There's that gross saying, "How do you eat an elephant? One bite at a time." I don't wanna eat an elephant, but I do wanna handle the stuff of my life better. And I suppose the best way is to take things a bite at a time.

So that they never become an elephant.

Thursday, February 11, 2010

Love is patient.

I'm giving up coffee for Lent. To understand the gravity of this decision, I need to explain that I work at a coffee shop/lunch spot where the stuff is free and readily available to me. I also worked for Starbucks for years where I developed an addiction to double tall, no whip white chocolate mochas that continues to this day. I love coffee culture and enjoy nothing more than a cup in a coffeehouse with a friend with cool music and milk steaming in the background. My friends are pretty sure it's gonna turn me into a scowling, caffeine-starved beast. But I've decided. And it feels like a sacrifice.

In preparation for my java fast, I decided to try giving up coffee yesterday. Instead of my usual, I had earl grey tea, which is lovely, especially in a latte with steamed soy and vanilla.

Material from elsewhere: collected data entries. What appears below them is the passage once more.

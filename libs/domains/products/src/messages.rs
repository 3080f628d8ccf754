//! User-facing message catalog (Indonesian).
//!
//! Every message a client can see lives here; handlers and errors never
//! hardcode response text.

pub const REQUIRED_FIELDS: &str = "Nama, Kategori, Harga, dan Stok diperlukan!";
pub const INVALID_DATA: &str = "Data tidak valid";
pub const PRODUCT_EXISTS: &str = "Produk sudah ada";
pub const PRODUCT_NOT_FOUND: &str = "Produk tidak ditemukan";
pub const CATEGORY_NOT_FOUND: &str = "Kategori tidak ditemukan";
pub const PRODUCT_DEACTIVATED: &str = "Produk dinonaktifkan";
pub const PRODUCT_DELETED: &str = "Produk dihapus";
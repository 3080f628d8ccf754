//! Utilities shared across database code

pub mod error;
pub mod retry;

pub use error::{DatabaseError, DatabaseResult};
pub use retry::{RetryConfig, retry, retry_with_backoff};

I thought I had conquered the impulse, found a suitable substitute for my vice. But today, I woke with achy shoulders, shaky legs and a wicked headache. So now I sit, half-defeated at Starbucks, sipping on my white mocha, asking myself how I'm gonna do this. I have six more days to be patient with myself before I leap headlong into faith and obedience. And maybe nausea.

I think sometimes love is like that. Stubbornly pushing through unmet hopes, unsettling conversations and determined resolve to see what's on the other side. Making sacrifices for the good of what could be. But also understanding that there are mornings I'm gonna wake up with the ache that comes from feeling like I've been hit by a truck with "resistance" spelled across the grill.

I've always thought of patience as one of those passive virtues, like a grandmother praying for her family while she knits. Quietly strong and persistent. But I'm realizing that patience is sometimes a frontline assault. It's a decision to stay with something or someone even when you aren't getting what you want. It's believing in hanging on, even when your rope is a tenuous thread, because the outcome, when it happens, will be oh so worth it.

"Love is never tired of waiting. Love is kind. Love has no envy. Love has no high opinion of itself. Love has no pride. Love's ways are ever fair. It takes no thought for itself. It is not quickly made angry. It takes no account of evil. It takes no pleasure in wrongdoing, but has joy in what is true. Love has the power of undergoing all things, having faith in all things, hoping all things."

I may not always be patient with myself or those closest to me, but I want a love that is.